- **AIM OF THE TASK**
Only lines with the string "clone" are wanted. Pull them out of the data.

+++ DATA LISTING +++

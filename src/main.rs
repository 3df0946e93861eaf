mod api;
mod downloader;
mod error;
mod geolocation;
mod integrations;
mod state;

use std::net::SocketAddr;
use std::sync::Arc;
use tracing_subscriber::EnvFilter;

use api::AppState;
use integrations::evse::{start_evse_poller, EvseConfig, EvseCoordinator};
use integrations::warnings::{start_warnings_poller, WarningsConfig};
use integrations::weather_locations::{start_weather_locations_poller, WeatherLocationsConfig};

#[tokio::main]
async fn main() -> anyhow::Result<()> {
    // Initialize tracing
    tracing_subscriber::fmt()
        .with_env_filter(
            EnvFilter::try_from_default_env()
                .unwrap_or_else(|_| EnvFilter::new("info,stuga=debug")),
        )
        .init();

    tracing::info!("Starting stuga v{}", env!("CARGO_PKG_VERSION"));

    let state_machine = state::StateMachine::new(4096);
    let app_state = Arc::new(AppState {
        state_machine,
        evse: EvseCoordinator::new(),
    });

    // SMHI warnings poller, with an optional stride override for dense polygons
    let mut warnings_config = WarningsConfig::default();
    if let Some(stride) = std::env::var("STUGA_WARNING_STRIDE")
        .ok()
        .and_then(|s| s.parse().ok())
    {
        warnings_config.sample_stride = stride;
    }
    start_warnings_poller(app_state.clone(), warnings_config);

    // SMHI city forecasts poller
    start_weather_locations_poller(app_state.clone(), WeatherLocationsConfig::default());

    // EVSE poller, only when a charger host is configured
    match std::env::var("STUGA_EVSE_HOST") {
        Ok(host) if !host.is_empty() => {
            start_evse_poller(app_state.clone(), EvseConfig::new(host));
        }
        _ => tracing::info!("STUGA_EVSE_HOST not set — EVSE integration disabled"),
    }

    let app = api::router(app_state.clone());

    let port: u16 = std::env::var("STUGA_HTTP_PORT")
        .ok()
        .and_then(|p| p.parse().ok())
        .unwrap_or(8126);

    let addr = SocketAddr::from(([0, 0, 0, 0], port));
    tracing::info!("Listening on {}", addr);

    let listener = tokio::net::TcpListener::bind(addr).await?;
    axum::serve(listener, app).await?;

    Ok(())
}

+++

- **ANSWER FOR THE TASK**
    start_warnings_poller(app_state.clone(), warnings_config);
    start_weather_locations_poller(app_state.clone(), WeatherLocationsConfig::default());
            start_evse_poller(app_state.clone(), EvseConfig::new(host));
    let app = api::router(app_state.clone());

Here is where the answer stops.